Media manipulation & coordinated campaigns

Fringe communities and internet culture

  • Zannettou et al. (2018) — On the Origins of Memes by Means of Fringe Web Communities — large-scale empirical study of meme origins and propagation across Twitter, Reddit, /pol/, and Gab (160M images, 2016–2017); uses perceptual hashing and custom distance metrics to identify 12.6K meme clusters; employs Hawkes processes to quantify directed influence between communities; finds /pol/ and The_Donald substantially influence mainstream meme ecosystems despite modest size; documents disproportionate prevalence of hateful and anti-semitic memes on fringe communities.

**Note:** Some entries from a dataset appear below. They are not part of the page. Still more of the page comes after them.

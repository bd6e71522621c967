use std::io::Write;

use studytimer_core::{NotificationSink, Profile, SessionEvent};

/// Announces phase boundaries on the terminal.
///
/// Messages honour the profile's `notifications_enabled` flag and the bell
/// honours `sound_enabled`. In JSON mode every event is printed to stdout
/// as one line instead.
pub struct TerminalSink {
    json: bool,
}

impl TerminalSink {
    pub fn new(json: bool) -> Self {
        Self { json }
    }
}

impl NotificationSink for TerminalSink {
    fn notify(&mut self, event: &SessionEvent, profile: &Profile) {
        if self.json {
            if let Ok(line) = serde_json::to_string(event) {
                println!("{line}");
            }
            return;
        }

        if profile.notifications_enabled {
            let (title, body) = match event {
                SessionEvent::StudyPhaseComplete { break_minutes, .. } => (
                    "Study Complete",
                    format!("Study session complete! Take a {break_minutes} minute break."),
                ),
                SessionEvent::BreakComplete { .. } => (
                    "Break Complete",
                    "Ready for the next study session!".to_string(),
                ),
            };
            eprintln!("\n{title}: {body}");
        }
        if profile.sound_enabled {
            eprint!("\x07");
            let _ = std::io::stderr().flush();
        }
    }
}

LLM-generated text detection

  • Tang, Chuang & Hu (2023) — The Science of Detecting LLM-Generated Texts — comprehensive survey of black-box and white-box detection approaches for LLM-generated text, covering data collection, feature selection (statistical disparities, linguistic patterns, fact verification), classification models, watermarking strategies, benchmark datasets (HC3, Neural Fake News, etc.), and challenges including adaptive attacks, bias in training data, and threats from open-source LLMs.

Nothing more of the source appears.